Yunganastes is a small genus of frogs in the family Strabomantidae found in southern Peru and central to northern Bolivia. They were formerly placed in the genus Eleutherodactylus as the "Eleutherodactylus fraudator group", subsequently moved to Pristimantis, before becoming recognized as a separate subgenus, and finally, a genus. Its sister taxon is the genus Pristimantis. Yunganastes are endemic to the cloud forests and humid montane forests of the Cordillera Oriental of the Andes in Bolivia and southern Peru.

==Etymology==
The generic name Yunganastes is derived from yunga, the humid forests of the Andean valleys, and the Greek nastes for "dweller". This refers to the typical habitat of frogs in this genus.

==Description==
Yunganastes are robust-bodied and moderate to medium-sized frogs. Males can reach 52 mm and females 63 mm in snout–vent length. The limbs are moderately long. The head is as wide or wider than the body; the snout is short. The tympanum is visible, and the supra-tympanic fold is well-developed. The toes have rudimentary or no webbing. Males have a large vocal sac.
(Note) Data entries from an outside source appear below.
//! docoutline CLI - PDF outline and section ranking tool

use std::fs;
use std::path::{Path, PathBuf};

use clap::{Parser, Subcommand};
use colored::Colorize;
use indicatif::{ProgressBar, ProgressStyle};

use docoutline::batch::{list_pdfs, process_directory_with_progress};
use docoutline::{
    analyze_collection, extract_outline_from_file_with_options, render, write_report,
    BatchOptions, CorpusRules, DocumentOutline, Error, JsonFormat, OutlineOptions, RankOptions,
};

#[derive(Parser)]
#[command(name = "docoutline")]
#[command(author = "iyulab")]
#[command(version)]
#[command(about = "Extract heading outlines and rank sections in PDF documents", long_about = None)]
struct Cli {
    /// Load corpus rules from a JSON file
    #[arg(long, global = true, value_name = "FILE", env = "DOCOUTLINE_RULES")]
    rules: Option<PathBuf>,

    /// Disable every corpus-specific rule
    #[arg(long, global = true, conflicts_with = "rules")]
    no_corpus_rules: bool,

    #[command(subcommand)]
    command: Option<Commands>,
}

#[derive(Subcommand)]
enum Commands {
    /// Extract the title and outline of one PDF
    Outline {
        /// Input PDF file
        #[arg(value_name = "FILE")]
        input: PathBuf,

        /// Output file (stdout if not specified)
        #[arg(short, long, value_name = "FILE")]
        output: Option<PathBuf>,

        /// Output compact JSON
        #[arg(long)]
        compact: bool,
    },

    /// Extract outlines of every PDF in a directory
    Batch {
        /// Directory of PDF files
        #[arg(value_name = "INPUT_DIR")]
        input: PathBuf,

        /// Directory for the JSON files
        #[arg(value_name = "OUTPUT_DIR")]
        output: PathBuf,

        /// Process one file at a time
        #[arg(long)]
        sequential: bool,
    },

    /// Rank sections across a document collection
    Collection {
        /// Collection request JSON
        #[arg(value_name = "REQUEST_JSON")]
        request: PathBuf,

        /// Directory holding the requested PDFs
        #[arg(value_name = "PDF_DIR")]
        pdf_dir: PathBuf,

        /// Output file (stdout if not specified)
        #[arg(short, long, value_name = "FILE")]
        output: Option<PathBuf>,
    },

    /// Show version information
    Version,
}

fn main() {
    env_logger::init();

    let cli = Cli::parse();

    let result = match cli.command {
        Some(Commands::Outline {
            ref input,
            ref output,
            compact,
        }) => outline_options(&cli)
            .and_then(|options| cmd_outline(input, output.as_deref(), compact, &options)),
        Some(Commands::Batch {
            ref input,
            ref output,
            sequential,
        }) => outline_options(&cli)
            .and_then(|options| cmd_batch(input, output, sequential, options)),
        Some(Commands::Collection {
            ref request,
            ref pdf_dir,
            ref output,
        }) => cmd_collection(request, pdf_dir, output.as_deref()),
        Some(Commands::Version) => {
            cmd_version();
            Ok(())
        }
        None => {
            println!(
                "{}",
                "Usage: docoutline <outline|batch|collection> ...".yellow()
            );
            println!("       docoutline --help for more information");
            Ok(())
        }
    };

    if let Err(e) = result {
        eprintln!("{}: {}", "Error".red().bold(), e);
        std::process::exit(1);
    }
}

fn outline_options(cli: &Cli) -> Result<OutlineOptions, Box<dyn std::error::Error>> {
    let options = OutlineOptions::new();
    if cli.no_corpus_rules {
        return Ok(options.without_corpus_rules());
    }
    match &cli.rules {
        Some(path) => {
            log::info!("Loading corpus rules from {}", path.display());
            Ok(options.with_rules(CorpusRules::from_file(path)?))
        }
        None => Ok(options),
    }
}

fn cmd_outline(
    input: &Path,
    output: Option<&Path>,
    compact: bool,
    options: &OutlineOptions,
) -> Result<(), Box<dyn std::error::Error>> {
    let outline = match extract_outline_from_file_with_options(input, options) {
        Ok(outline) => outline,
        Err(Error::Io(e)) => return Err(e.into()),
        Err(e) => {
            log::warn!("Failed to read {}: {}", input.display(), e);
            eprintln!("{}: {}", "Warning".yellow().bold(), e);
            DocumentOutline::empty()
        }
    };

    let format = if compact {
        JsonFormat::Compact
    } else {
        JsonFormat::Pretty
    };
    let json = render::to_json(&outline, format)?;

    if let Some(path) = output {
        fs::write(path, &json)?;
        println!("{} {}", "Saved to".green(), path.display());
    } else {
        println!("{}", json);
    }

    Ok(())
}

fn cmd_batch(
    input: &Path,
    output: &Path,
    sequential: bool,
    outline: OutlineOptions,
) -> Result<(), Box<dyn std::error::Error>> {
    let mut options = BatchOptions::new().with_outline_options(outline);
    if sequential {
        options = options.sequential();
    }

    let total = list_pdfs(input)?.len();
    let pb = ProgressBar::new(total as u64);
    pb.set_style(
        ProgressStyle::default_bar()
            .template("{spinner:.green} [{bar:40.cyan/blue}] {pos}/{len} {msg}")?
            .progress_chars("#>-"),
    );

    let summary = process_directory_with_progress(input, output, &options, |item| {
        if let Some(name) = item.input.file_name() {
            pb.set_message(name.to_string_lossy().into_owned());
        }
        pb.inc(1);
    })?;
    pb.finish_with_message("Done!");

    println!(
        "\n{} {} files written to {}",
        "Processed".green().bold(),
        summary.processed(),
        output.display()
    );
    for item in summary.failed() {
        println!(
            "  {} {} ({})",
            "└─".dimmed(),
            item.input.display().to_string().yellow(),
            item.error.as_deref().unwrap_or_default()
        );
    }

    Ok(())
}

fn cmd_collection(
    request: &Path,
    pdf_dir: &Path,
    output: Option<&Path>,
) -> Result<(), Box<dyn std::error::Error>> {
    let report = analyze_collection(request, pdf_dir, &RankOptions::default())?;

    if let Some(path) = output {
        write_report(&report, path)?;
        println!(
            "{} {} sections to {}",
            "Saved".green(),
            report.extracted_sections.len(),
            path.display()
        );
    } else {
        println!("{}", render::to_json(&report, JsonFormat::Indented(4))?);
    }

    Ok(())
}

fn cmd_version() {
    println!("{} {}", "docoutline".cyan().bold(), env!("CARGO_PKG_VERSION"));
    println!("PDF outline extraction and section ranking tool");
    println!();
    println!("License: MIT");
}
The male advertisement call is single melodic whistle with frequency modulation and relatively low dominant frequency of about 1200–1500 Hz.

==Species==
There are five species:
- Yunganastes ashkapara (Köhler, 2000)
- Yunganastes bisignatus (Werner, 1899)
- Yunganastes fraudator (Lynch and McDiarmid, 1987)
- Yunganastes mercedesae (Lynch and McDiarmid, 1987)
- Yunganastes pluvicanorus (De la Riva and Lynch, 1997)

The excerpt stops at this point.